## Problem requirements
Whenever a line in the data holds the string "ProviderRegistry", copy that line.

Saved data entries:
== Segment start ==
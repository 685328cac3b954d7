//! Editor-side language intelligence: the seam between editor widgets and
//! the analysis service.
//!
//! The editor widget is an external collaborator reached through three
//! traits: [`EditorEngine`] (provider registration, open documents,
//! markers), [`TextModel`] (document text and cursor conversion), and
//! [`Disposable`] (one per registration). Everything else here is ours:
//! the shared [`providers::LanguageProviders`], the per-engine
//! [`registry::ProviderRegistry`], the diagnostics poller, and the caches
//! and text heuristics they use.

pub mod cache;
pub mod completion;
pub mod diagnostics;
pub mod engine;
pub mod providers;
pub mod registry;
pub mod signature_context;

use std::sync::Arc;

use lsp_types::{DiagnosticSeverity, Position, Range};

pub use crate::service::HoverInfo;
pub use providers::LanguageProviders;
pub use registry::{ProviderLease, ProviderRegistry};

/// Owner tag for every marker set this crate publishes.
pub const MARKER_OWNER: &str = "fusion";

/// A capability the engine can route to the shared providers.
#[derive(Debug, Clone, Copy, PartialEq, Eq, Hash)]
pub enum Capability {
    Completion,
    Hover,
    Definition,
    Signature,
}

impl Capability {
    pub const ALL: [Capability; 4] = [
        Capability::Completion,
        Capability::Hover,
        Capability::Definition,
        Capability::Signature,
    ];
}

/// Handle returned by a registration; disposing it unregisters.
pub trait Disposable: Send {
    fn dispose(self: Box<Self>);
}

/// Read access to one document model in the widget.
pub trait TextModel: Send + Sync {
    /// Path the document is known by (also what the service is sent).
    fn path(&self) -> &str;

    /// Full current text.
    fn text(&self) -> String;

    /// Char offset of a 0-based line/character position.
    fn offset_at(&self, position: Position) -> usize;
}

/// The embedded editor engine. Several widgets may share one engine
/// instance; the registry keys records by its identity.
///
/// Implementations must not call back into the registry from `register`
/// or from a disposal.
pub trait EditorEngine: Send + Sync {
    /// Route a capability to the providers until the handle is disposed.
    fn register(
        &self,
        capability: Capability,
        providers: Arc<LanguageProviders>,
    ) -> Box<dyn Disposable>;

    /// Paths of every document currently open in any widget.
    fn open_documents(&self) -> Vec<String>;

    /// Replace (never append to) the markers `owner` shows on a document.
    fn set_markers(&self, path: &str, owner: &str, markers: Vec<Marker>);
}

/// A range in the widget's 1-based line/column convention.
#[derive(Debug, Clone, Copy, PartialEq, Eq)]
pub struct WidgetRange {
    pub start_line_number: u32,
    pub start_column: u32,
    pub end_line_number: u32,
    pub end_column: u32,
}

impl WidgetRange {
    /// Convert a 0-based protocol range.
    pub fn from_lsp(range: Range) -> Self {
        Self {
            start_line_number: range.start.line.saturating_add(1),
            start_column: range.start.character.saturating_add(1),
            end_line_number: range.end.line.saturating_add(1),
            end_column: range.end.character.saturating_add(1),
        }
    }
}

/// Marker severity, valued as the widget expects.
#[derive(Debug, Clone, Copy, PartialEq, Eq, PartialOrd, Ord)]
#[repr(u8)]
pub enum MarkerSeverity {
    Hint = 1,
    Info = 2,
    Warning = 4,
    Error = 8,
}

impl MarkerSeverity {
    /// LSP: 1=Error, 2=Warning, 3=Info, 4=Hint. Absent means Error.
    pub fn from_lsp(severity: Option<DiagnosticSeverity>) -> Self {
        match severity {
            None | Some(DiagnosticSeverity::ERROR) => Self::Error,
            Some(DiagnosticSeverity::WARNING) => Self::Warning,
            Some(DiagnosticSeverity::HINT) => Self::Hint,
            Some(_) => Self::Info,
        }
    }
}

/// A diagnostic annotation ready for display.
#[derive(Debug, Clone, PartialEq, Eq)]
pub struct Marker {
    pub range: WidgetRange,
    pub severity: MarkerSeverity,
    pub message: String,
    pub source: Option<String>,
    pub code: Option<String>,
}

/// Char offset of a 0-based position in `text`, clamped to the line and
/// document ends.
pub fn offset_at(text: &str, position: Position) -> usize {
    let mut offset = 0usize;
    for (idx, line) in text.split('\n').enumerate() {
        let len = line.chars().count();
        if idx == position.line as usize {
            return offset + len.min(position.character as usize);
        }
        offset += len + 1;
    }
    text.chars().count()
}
== Segment end ==
## Task response
//! [`registry::ProviderRegistry`], the diagnostics poller, and the caches
pub use registry::{ProviderLease, ProviderRegistry};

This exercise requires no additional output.